__Dataset excerpts__:
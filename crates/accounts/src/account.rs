//! Account entity and lifecycle transitions.

use std::collections::BTreeSet;

use chrono::{DateTime, Utc};
use serde::{Deserialize, Serialize};

use podharbor_auth::Role;
use podharbor_core::{AccountId, DomainResult, Fault, FaultKind};

const USERNAME_MIN: usize = 3;
const USERNAME_MAX: usize = 20;
const BIO_MAX: usize = 100;

/// A registered account.
///
/// Email and username are stored lowercase; uniqueness is therefore
/// case-insensitive by construction. `email_verified` doubles as the
/// sign-out switch: flipping it off blocks every future login until the
/// address is re-verified.
#[derive(Debug, Clone, PartialEq, Eq, Serialize, Deserialize)]
pub struct Account {
    pub id: AccountId,
    pub email: String,
    pub username: String,
    pub password_hash: String,
    pub roles: BTreeSet<Role>,
    pub bio: Option<String>,
    /// Blob path of the profile image, if one was uploaded.
    pub profile_path: Option<String>,
    pub locked: bool,
    pub email_verified: bool,
    pub created_at: DateTime<Utc>,
    pub updated_at: DateTime<Utc>,
    pub last_login_at: Option<DateTime<Utc>>,
}

/// Input for account creation, after request-level validation.
#[derive(Debug, Clone, PartialEq, Eq)]
pub struct NewAccount {
    pub email: String,
    pub username: String,
    pub password_hash: String,
    pub roles: BTreeSet<Role>,
    pub bio: Option<String>,
}

/// Decide the role set for a registration.
///
/// The configured admin address gets `Admin` — but only while no admin
/// account exists yet. A second registration under that address must fail
/// loudly rather than silently downgrade to `User`.
pub fn determine_roles(
    email: &str,
    admin_email: &str,
    admin_exists: bool,
) -> DomainResult<BTreeSet<Role>> {
    if email.eq_ignore_ascii_case(admin_email) {
        if admin_exists {
            return Err(Fault::admin_exists());
        }
        Ok(BTreeSet::from([Role::Admin]))
    } else {
        Ok(BTreeSet::from([Role::User]))
    }
}

/// Request-level shape checks for an email address.
pub fn validate_email(email: &str) -> DomainResult<()> {
    let trimmed = email.trim();
    let mut parts = trimmed.splitn(2, '@');
    let local = parts.next().unwrap_or_default();
    let domain = parts.next().unwrap_or_default();
    if local.is_empty() || domain.is_empty() || !domain.contains('.') {
        return Err(Fault::new(
            FaultKind::Validation,
            "INVALID_EMAIL",
            "invalid email format",
        ));
    }
    Ok(())
}

/// Usernames: 3–20 characters, lowercase letters and digits only.
pub fn validate_username(username: &str) -> DomainResult<()> {
    let len = username.chars().count();
    let shape_ok = len >= USERNAME_MIN
        && len <= USERNAME_MAX
        && username
            .chars()
            .all(|c| c.is_ascii_lowercase() || c.is_ascii_digit());
    if shape_ok {
        Ok(())
    } else {
        Err(Fault::new(
            FaultKind::Validation,
            "INVALID_USERNAME",
            "username must be 3-20 lowercase letters or digits",
        ))
    }
}

pub fn validate_bio(bio: &str) -> DomainResult<()> {
    if bio.chars().count() > BIO_MAX {
        return Err(Fault::new(
            FaultKind::Validation,
            "INVALID_BIO",
            "bio must not exceed 100 characters",
        ));
    }
    Ok(())
}

impl Account {
    /// Create a fresh, unverified account. Email and username are
    /// normalized to lowercase here, not at the call sites.
    pub fn create(id: AccountId, new: NewAccount, now: DateTime<Utc>) -> Self {
        Self {
            id,
            email: new.email.trim().to_lowercase(),
            username: new.username.trim().to_lowercase(),
            password_hash: new.password_hash,
            roles: new.roles,
            bio: new.bio,
            profile_path: None,
            locked: false,
            email_verified: false,
            created_at: now,
            updated_at: now,
            last_login_at: None,
        }
    }

    pub fn is_admin(&self) -> bool {
        self.roles.contains(&Role::Admin)
    }

    /// Preconditions on the actor before any credential check runs.
    ///
    /// Verification is reported before the lock state.
    pub fn ensure_can_authenticate(&self) -> DomainResult<()> {
        if !self.email_verified {
            return Err(Fault::account_unverified());
        }
        if self.locked {
            return Err(Fault::account_locked());
        }
        Ok(())
    }

    pub fn lock(&mut self, now: DateTime<Utc>) -> DomainResult<()> {
        if self.locked {
            return Err(Fault::already_locked());
        }
        self.locked = true;
        self.updated_at = now;
        Ok(())
    }

    pub fn unlock(&mut self, now: DateTime<Utc>) -> DomainResult<()> {
        if !self.locked {
            return Err(Fault::not_locked());
        }
        self.locked = false;
        self.updated_at = now;
        Ok(())
    }

    pub fn verify_email(&mut self, now: DateTime<Utc>) {
        self.email_verified = true;
        self.updated_at = now;
    }

    /// Sign-out: tokens are stateless, so "logging out" means un-verifying
    /// the address, which blocks all future logins until re-verification.
    pub fn unverify_email(&mut self, now: DateTime<Utc>) {
        self.email_verified = false;
        self.updated_at = now;
    }

    pub fn record_login(&mut self, now: DateTime<Utc>) {
        self.last_login_at = Some(now);
        self.updated_at = now;
    }

    pub fn set_password_hash(&mut self, hash: String, now: DateTime<Utc>) {
        self.password_hash = hash;
        self.updated_at = now;
    }

    pub fn set_username(&mut self, username: &str, now: DateTime<Utc>) -> DomainResult<()> {
        validate_username(username)?;
        self.username = username.to_lowercase();
        self.updated_at = now;
        Ok(())
    }

    pub fn set_bio(&mut self, bio: Option<String>, now: DateTime<Utc>) -> DomainResult<()> {
        if let Some(text) = bio.as_deref() {
            validate_bio(text)?;
        }
        self.bio = bio;
        self.updated_at = now;
        Ok(())
    }
}

#[cfg(test)]
mod tests {
    use super::*;

    fn new_account(email: &str) -> Account {
        Account::create(
            AccountId::new(),
            NewAccount {
                email: email.to_string(),
                username: "alice".to_string(),
                password_hash: "hash".to_string(),
                roles: BTreeSet::from([Role::User]),
                bio: None,
            },
            Utc::now(),
        )
    }

    #[test]
    fn creation_normalizes_email_and_username() {
        let account = Account::create(
            AccountId::new(),
            NewAccount {
                email: "Alice@Example.COM".to_string(),
                username: "Alice".to_string(),
                password_hash: "hash".to_string(),
                roles: BTreeSet::from([Role::User]),
                bio: None,
            },
            Utc::now(),
        );
        assert_eq!(account.email, "alice@example.com");
        assert_eq!(account.username, "alice");
        assert!(!account.email_verified);
        assert!(!account.locked);
    }

    #[test]
    fn unverified_is_reported_before_locked() {
        let mut account = new_account("a@x.com");
        account.locked = true;

        let err = account.ensure_can_authenticate().unwrap_err();
        assert_eq!(err.code, "ACCOUNT_NEED_VERIFICATION");

        account.verify_email(Utc::now());
        let err = account.ensure_can_authenticate().unwrap_err();
        assert_eq!(err.code, "USER_LOCKED");

        account.unlock(Utc::now()).unwrap();
        assert!(account.ensure_can_authenticate().is_ok());
    }

    #[test]
    fn lock_and_unlock_guard_redundant_transitions() {
        let mut account = new_account("a@x.com");

        account.lock(Utc::now()).unwrap();
        assert_eq!(account.lock(Utc::now()).unwrap_err().code, "USER_ALREADY_LOCKED");

        account.unlock(Utc::now()).unwrap();
        assert_eq!(account.unlock(Utc::now()).unwrap_err().code, "USER_NOT_LOCKED");
    }

    #[test]
    fn admin_role_is_assigned_once() {
        let roles = determine_roles("admin@x.com", "admin@x.com", false).unwrap();
        assert_eq!(roles, BTreeSet::from([Role::Admin]));

        // Case differences still hit the admin path.
        let err = determine_roles("ADMIN@x.com", "admin@x.com", true).unwrap_err();
        assert_eq!(err.code, "ADMIN_ALREADY_EXISTS");

        let roles = determine_roles("user@x.com", "admin@x.com", true).unwrap();
        assert_eq!(roles, BTreeSet::from([Role::User]));
    }

    #[test]
    fn sign_out_unverifies() {
        let mut account = new_account("a@x.com");
        account.verify_email(Utc::now());
        assert!(account.ensure_can_authenticate().is_ok());

        account.unverify_email(Utc::now());
        assert_eq!(
            account.ensure_can_authenticate().unwrap_err().code,
            "ACCOUNT_NEED_VERIFICATION"
        );
    }

    #[test]
    fn username_and_bio_shape_checks() {
        assert!(validate_username("alice99").is_ok());
        assert!(validate_username("Al").is_err());
        assert!(validate_username("has space").is_err());
        assert!(validate_bio(&"x".repeat(100)).is_ok());
        assert!(validate_bio(&"x".repeat(101)).is_err());
    }
}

__Task item__:
The count alone is needed: how many lines of these entries contain the word "Deserialize"?

__Reply__:
2